Exercise goal
Look for the line that has "self.normalizer.canonicalize(messages)" in the material below; please repeat it and every line after it, exactly, up to and including the line that has "itself never changes.", and nothing else.

· · · · ·

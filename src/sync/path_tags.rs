//! Mapping between hierarchical paths and session tags.

/// Display name used when a path has no usable segment
pub const UNTITLED_NAME: &str = "untitled";

fn segments(path: &str) -> impl Iterator<Item = &str> {
    path.split('/').filter(|segment| !segment.is_empty())
}

/// Directory segments of `path`, root first, without the file name.
pub fn tags_from_path(path: &str) -> Vec<String> {
    let parts: Vec<&str> = segments(path).collect();
    match parts.split_last() {
        Some((_, dirs)) => dirs.iter().map(|s| s.to_string()).collect(),
        None => Vec::new(),
    }
}

/// Last non-empty segment of `path`.
pub fn name_from_path(path: &str) -> String {
    segments(path)
        .last()
        .map(str::to_string)
        .unwrap_or_else(|| UNTITLED_NAME.to_string())
}

/// Canonical form of a path: segments joined by single slashes.
pub fn canonical_path(path: &str) -> String {
    segments(path).collect::<Vec<_>>().join("/")
}

/// True when `key` names `folder` itself or something beneath it.
pub fn is_within_folder(key: &str, folder: &str) -> bool {
    let folder = canonical_path(folder);
    if folder.is_empty() {
        return false;
    }
    key == folder || key.starts_with(&format!("{}/", folder))
}
impl SyncEngine {
    pub fn new(
        config: SyncConfig,
        store: Arc<dyn DocumentStore>,
        uploader: Arc<dyn ContentUploader>,
    ) -> Self {
        let reads = RequestDeduplicator::new(store.clone(), config.collection.clone());
        let uploads = ContentAddressedUploadCache::new(uploader, config.upload_directory.clone());
        let queue = CoalescingWriteQueue::new(
            store.clone(),
            reads.clone(),
            config.collection.clone(),
            config.batch_delay(),
        );
        let normalizer = MessageNormalizer::new(config.dedup_window_ms);

        Self {
            config,
            store,
            reads,
            uploads,
            queue,
            normalizer,
            identity_locks: Mutex::new(HashMap::new()),
        }
    }

    pub fn config(&self) -> &SyncConfig {
        &self.config
    }

    pub fn normalizer(&self) -> &MessageNormalizer {
        &self.normalizer
    }

    pub fn upload_cache(&self) -> &ContentAddressedUploadCache {
        &self.uploads
    }

    /// Identity key of the session mirroring `path`
    pub fn identity_for_path(path: &str) -> String {
        canonical_path(path)
    }

    /// Read a session through the request deduplicator.
    pub async fn get_entity(&self, id: &str) -> Option<SessionEntity> {
        self.reads.get_by_identity(id).await
    }

    /// Number of writes waiting for the next drain
    pub async fn pending_writes(&self) -> usize {
        self.queue.pending_len().await
    }

    /// Drain the write queue now if a drain is scheduled.
    pub async fn flush(&self) -> DrainReport {
        self.queue.flush().await
    }

    /// Derive the session for `file`. Fails for a file without a usable path.
    pub fn derive_entity(&self, file: &FileEntity) -> Result<SessionEntity> {
        let key = Self::identity_for_path(&file.path);
        if key.is_empty() {
            return Err(SyncError::Validation(format!(
                "file reference has no usable path: {:?}",
                file.path
            )));
        }

        let name = if file.name.trim().is_empty() {
            name_from_path(&key)
        } else {
            file.name.trim().to_string()
        };
        let created_at = normalize_timestamp(file.created_at.as_ref());
        let updated_at = match &file.updated_at {
            Some(value) => normalize_timestamp(Some(value)),
            None => created_at,
        };

        Ok(SessionEntity {
            url: self.new_url(),
            title: name.clone(),
            page_title: name,
            page_description: format!("{}{}", DESCRIPTION_PREFIX, key),
            page_content: file.content.clone(),
            tags: tags_from_path(&key),
            messages: Vec::new(),
            is_favorite: false,
            created_at,
            updated_at,
            last_access_time: now_millis(),
            key,
        })
    }

    /// Mirror `file` into its session.
    ///
    /// `immediate` upserts against the store; otherwise the session is queued
    /// as a create-if-absent write. Without `force_update` an immediate sync
    /// of unchanged derived state skips the write.
    pub async fn sync_file_to_entity(
        &self,
        file: &FileEntity,
        immediate: bool,
        force_update: bool,
    ) -> Result<SyncOutcome> {
        let derived = self.derive_entity(file)?;

        if !immediate {
            let id = derived.key.clone();
            self.queue.enqueue(id.clone(), derived).await;
            return Ok(SyncOutcome::queued(id));
        }

        let _guard = self.lock_identity(&derived.key).await;
        match self.reads.get_by_identity(&derived.key).await {
            Some(existing) => {
                if !force_update && existing.same_derived_state(&derived) {
                    debug!("Session {} already up to date", existing.key);
                    return Ok(SyncOutcome::Written(existing));
                }
                let merged = SessionEntity {
                    url: existing.url,
                    messages: existing.messages,
                    is_favorite: existing.is_favorite,
                    created_at: existing.created_at,
                    ..derived
                };
                self.update_entity(&merged).await.map(SyncOutcome::Written)
            }
            None => self.create_entity(&derived).await.map(SyncOutcome::Written),
        }
    }

    /// Upsert `comment` as a message of the session mirroring `path`.
    ///
    /// Comments never create sessions: the file must have been synced first.
    pub async fn sync_comment_to_message(
        &self,
        comment: &CommentEntity,
        path: &str,
        immediate: bool,
    ) -> Result<SyncOutcome> {
        let id = Self::identity_for_path(path);
        let _guard = self.lock_identity(&id).await;
        let mut entity = self.require_entity(&id).await?;

        let incoming = self
            .normalizer
            .normalize(&RawMessage::from(comment))
            .ok_or_else(|| {
                SyncError::Validation(format!("comment {} has neither text nor image", comment.key))
            })?;

        let messages = self.normalizer.upsert_message(entity.messages, incoming);
        entity.messages = self.uploads.resolve_message_images(messages).await?;
        let now = now_millis();
        entity.updated_at = now;
        entity.last_access_time = now;

        if immediate {
            self.update_entity(&entity).await.map(SyncOutcome::Written)
        } else {
            self.queue.enqueue(id.clone(), entity).await;
            Ok(SyncOutcome::queued(id))
        }
    }

    /// Remove the message mirroring a deleted comment.
    ///
    /// Without the source `comment` there is nothing to match on, so no
    /// message is removed.
    pub async fn delete_comment_message(
        &self,
        comment_key: &str,
        path: &str,
        comment: Option<&CommentEntity>,
    ) -> Result<SessionEntity> {
        let id = Self::identity_for_path(path);
        let _guard = self.lock_identity(&id).await;
        let mut entity = self.require_entity(&id).await?;

        let messages = std::mem::take(&mut entity.messages);
        entity.messages = match comment.and_then(|c| self.normalizer.normalize(&RawMessage::from(c))) {
            Some(target) => {
                let (remaining, removed) = self.normalizer.remove_matching(messages, &target);
                debug!("Removed {} message(s) for comment {} from {}", removed, comment_key, id);
                remaining
            }
            None => {
                warn!(
                    "No source content for comment {} on {}; leaving messages untouched",
                    comment_key, id
                );
                self.normalizer.canonicalize(messages)
            }
        };

        entity.messages = self.uploads.resolve_message_images(entity.messages).await?;
        entity.updated_at = now_millis();
        self.update_entity(&entity).await
    }

    /// Point the session `identity_key` at `new_file` without touching its
    /// messages. The identity key itself never changes.
    pub async fn rename_entity(&self, identity_key: &str, new_file: &FileEntity) -> Result<SessionEntity> {
        self.queue.flush().await;

        let derived = self.derive_entity(new_file)?;
        let _guard = self.lock_identity(identity_key).await;
        let partial = json!({
            "url": derived.url,
            "title": derived.title,
            "pageTitle": derived.page_title,
            "pageDescription": derived.page_description,
            "tags": derived.tags,
            "updatedAt": now_millis(),
        });

        let stored = self
            .store
            .update(&self.config.collection, identity_key, partial)
            .await?;
        info!("Renamed session {} to {}", identity_key, derived.key);
        Ok(serde_json::from_value(stored)?)
    }

    /// Delete every session whose identity is `folder_path` or lies beneath it.
    /// Deletes run concurrently; failures are collected, not fatal.
    pub async fn delete_entities_by_folder(
        &self,
        folder_path: &str,
        all_entities: &[SessionEntity],
    ) -> FolderDeleteReport {
        self.queue.flush().await;

        let targets: Vec<&SessionEntity> = all_entities
            .iter()
            .filter(|entity| is_within_folder(&entity.key, folder_path))
            .collect();

        let results = join_all(targets.iter().map(|entity| async move {
            self.store
                .delete(&self.config.collection, &entity.key)
                .await
                .map_err(|e| format!("{}: {}", entity.key, e))
        }))
        .await;

        let mut report = FolderDeleteReport {
            total_found: targets.len(),
            ..Default::default()
        };
        for result in results {
            match result {
                Ok(()) => report.deleted_count += 1,
                Err(e) => {
                    warn!("Cascading delete failed for {}", e);
                    report.errors.push(e);
                }
            }
        }
        report.success = report.errors.is_empty();

        info!(
            "Deleted {}/{} sessions under {}",
            report.deleted_count, report.total_found, folder_path
        );
        report
    }

    /// Rebuild file and comment projections from every stored session.
    pub async fn load_reverse(&self) -> Result<ReverseProjection> {
        let entities = self.list_entities().await?;

        let mut projection = ReverseProjection::default();
        for entity in entities {
            let path = entity
                .page_description
                .strip_prefix(DESCRIPTION_PREFIX)
                .filter(|p| !p.is_empty())
                .unwrap_or(&entity.key)
                .to_string();

            let messages = self.normalizer.canonicalize(entity.messages);
            for (index, message) in messages.into_iter().enumerate() {
                projection
                    .comments
                    .push(comment_from_message(&entity.key, index, message));
            }

            projection.files.push(FileEntity {
                name: name_from_path(&path),
                path,
                content: entity.page_content,
                created_at: Some(entity.created_at.into()),
                updated_at: Some(entity.updated_at.into()),
            });
        }

        info!(
            "Reverse-loaded {} files and {} comments",
            projection.files.len(),
            projection.comments.len()
        );
        Ok(projection)
    }

    /// Every stored session, up to the configured listing cap. Records
    /// without an identity key are skipped.
    pub async fn list_entities(&self) -> Result<Vec<SessionEntity>> {
        self.queue.flush().await;

        let page = self
            .store
            .query(&self.config.collection, json!({}), self.config.list_limit)
            .await?;
        Ok(page
            .list
            .into_iter()
            .filter_map(|document| self.parse_stored(document))
            .collect())
    }

    fn parse_stored(&self, document: Value) -> Option<SessionEntity> {
        let has_key = document
            .get("key")
            .and_then(Value::as_str)
            .is_some_and(|key| !key.is_empty());
        if !has_key {
            warn!("Skipping stored session without identity key");
            return None;
        }

        match serde_json::from_value::<SessionEntity>(document) {
            Ok(entity) => Some(entity),
            Err(e) => {
                warn!("Skipping malformed stored session: {}", e);
                None
            }
        }
    }

    /// Exclusive access to `id` for one read-modify-write cycle. Entries
    /// nobody holds or waits on are pruned on the way in.
    async fn lock_identity(&self, id: &str) -> OwnedMutexGuard<()> {
        let lock = {
            let mut locks = self.identity_locks.lock().await;
            locks.retain(|_, lock| Arc::strong_count(lock) > 1);
            locks.entry(id.to_string()).or_default().clone()
        };
        lock.lock_owned().await
    }

    async fn require_entity(&self, id: &str) -> Result<SessionEntity> {
        self.reads.get_by_identity(id).await.ok_or_else(|| {
            SyncError::NotFound(format!("no session for {}, sync the file first", id))
        })
    }

    async fn create_entity(&self, entity: &SessionEntity) -> Result<SessionEntity> {
        let stored = self
            .store
            .create(&self.config.collection, serde_json::to_value(entity)?)
            .await?;
        debug!("Created session {}", entity.key);
        Ok(serde_json::from_value(stored)?)
    }

    async fn update_entity(&self, entity: &SessionEntity) -> Result<SessionEntity> {
        let stored = self
            .store
            .update(&self.config.collection, &entity.key, serde_json::to_value(entity)?)
            .await?;
        debug!("Updated session {}", entity.key);
        Ok(serde_json::from_value(stored)?)
    }

    fn new_url(&self) -> String {
        format!("{}{}", self.config.url_prefix, uuid::Uuid::new_v4())
    }
}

· · · · ·

Solved problem
                self.normalizer.canonicalize(messages)
            }
        };

        entity.messages = self.uploads.resolve_message_images(entity.messages).await?;
        entity.updated_at = now_millis();
        self.update_entity(&entity).await
    }

    /// Point the session `identity_key` at `new_file` without touching its
    /// messages. The identity key itself never changes.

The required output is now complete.